- Country: United States
- Language: English
- Genre: Southern Gothic

Publication
- Published in: Tomorrow
- Publication type: Literary magazine
- Media type: Print
- Publication date: August 1949

= A Stroke of Good Fortune =

Short story by Flannery O'Connor

"A Stroke of Good Fortune", originally published as "A Woman on the Stairs", is a short story by the American author Flannery O'Connor about a woman who dislikes children and is in denial that she is pregnant.

==Publication history==
The story first appeared with the title "A Woman on the Stairs" published in the August 1949 issue of the American Tomorrow magazine. The work was permanently retitled as "A Stroke of Good Fortune" where it appeared in Spring 1953 issue of Shenandoah magazine, and was published as the fourth story in the author's short story collection A Good Man Is Hard to Find and Other Stories that first appeared in 1955.

==Plot summary==
The story begins as Ruby Hill, a woman who has lately been suffering from minor illness, enters the door of her apartment building after shopping at the grocery store. Ruby begins to work her way up the stairs to her apartment, stopping frequently to catch her breath. Along the way she reflects on aspects of her life, including her younger brother Rufus, who has recently returned from fighting in the European Theater and is now living with Ruby and her husband. She thinks disparagingly about her brother, and his failure to change much from their rural upbringing. She also thinks about her husband, Bill Hill, a salesman for "Miracle Products" who has seemed particularly happy lately; about her age of 34; and about her general dislike for children. When she sits down on a step to catch her breath she accidentally sits on a toy pistol, which she recognizes as belonging to Hartley Gilfeet, an unruly six-year-old boy who lives in the building. She also thinks about Madam Zoleeda, a fortune teller who has recently read her palm and claimed that "a long illness" would lead to "a stroke of good fortune."

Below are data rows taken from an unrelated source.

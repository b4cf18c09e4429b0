//! Command decoder — turns raw IR frames into press classifications.
//!
//! A frame without the repeat flag is a **fresh press**: the held command
//! is replaced by a new lookup (possibly [`Command::None`]).  A repeat
//! frame derives nothing new; the previously decoded command simply
//! stays held.

use log::debug;

use super::commands::{CodeTable, Command, IrFrame, RemoteCode};

/// Classification of one received frame.
#[derive(Debug, Clone, Copy, PartialEq, Eq)]
pub enum Decoded {
    /// New physical key press.
    Fresh { code: RemoteCode, command: Command },
    /// Continuation of the currently held key.
    Repeat { held: Command },
}

pub struct CommandDecoder {
    table: CodeTable,
    held: Command,
}

impl CommandDecoder {
    pub fn new(table: CodeTable) -> Self {
        Self {
            table,
            held: Command::None,
        }
    }

    pub fn decode(&mut self, frame: IrFrame) -> Decoded {
        if frame.is_repeat {
            debug!("IR | repeat (held={:?})", self.held);
            return Decoded::Repeat { held: self.held };
        }

        let command = self.table.lookup(frame.code);
        debug!("IR | press 0x{:08X} -> {:?}", frame.code, command);
        self.held = command;
        Decoded::Fresh {
            code: frame.code,
            command,
        }
    }

    /// Command most recently derived from a fresh press.
    pub fn held(&self) -> Command {
        self.held
    }

    pub fn table(&self) -> &CodeTable {
        &self.table
    }
}

impl Default for CommandDecoder {
    fn default() -> Self {
        Self::new(CodeTable::default())
    }
}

On the second floor Ruby is accosted by Mr. Jerger, a 78-year-old former teacher who asks her if she knows whose birthday it is. When she does not, he drags her into his apartment and shows her a book about Ponce de Leon and tells her about his search for the legendary Fountain of Youth. When she excuses herself from Mr. Jerger, and continues up the stairs, she becomes out of breath after only five steps and wonders for an instant if she has cancer. By the time she reaches the apartment of her friend Laverne Watts on the third floor she is nauseated and disoriented. After Ruby enters her friend's apartment and collapses into a chair, Laverne begins to tease her about being pregnant, and asks after her brother Rufus. Ruby does not like Laverne's interest in her brother, and denies the possibility that she is pregnant, claiming that her husband would never "slip up". Finally, however, Ruby begins to admit to herself the possibility that she is pregnant. Suddenly, she is startled by a loud noise coming from below, and when she peers down the banister she sees Mr. Jerger fighting and yelling with Hartley Gilfeet. As she stares down the stairwell, she says the words "Good Fortune, Baby" and feels a little roll in her stomach.

==Background==
O'Connor conceived the story during the early stages of working on her first novel, Wise Blood. The character of Ruby's younger brother Rufus later grew into Wise Blood's Hazel Motes, and Ruby's neighbor, Laverne Watts, was an early rendition of Wise Blood's Leora Watts. The story was first published as "The Woman on the Stairs" in the August 1949 issue of Tomorrow, and was later published as "A Stroke of Good Fortune" in the spring 1953 issue of Shenandoah. By 1955 O'Connor had revised it so as to include it in the short story collection A Good Man is Hard to Find.

==Criticism==

John McDermott notes that "A Stroke of Good Fortune" has been "dismissed by most critics as one of the least effective of Flannery O'Connor's short stories." O'Connor herself found it too farcical to support the serious moral implications of Ruby's behavior.

Whitt and McDermott agree that Ruby is in denial about being pregnant, and that everyone else in the story knows. Whitt points out that at the beginning of the story Ruby has brought home four cans of beans from the grocery store, as a way to explain away the kicks of the baby as simply gas pains. On the other hand, Bill Hill's new look of contentment, Mr. Jerger's coy look when he tells Ruby to ask Bill whose birthday it is, and Laverne's open teasing all point to the fact that everyone else in the building knows.

Whitt called the story "a collection of obvious life signs placed in a context of death images". She points to phallic symbols like the pistol Ruby sits on, and the fact that Hartley Gilfeet is from Rodman. She also points out references to menstruation. The flights of stairs in Ruby's apartment, for example, each contain 28 steps. Ruby, in contrast, is described as a funeral urn.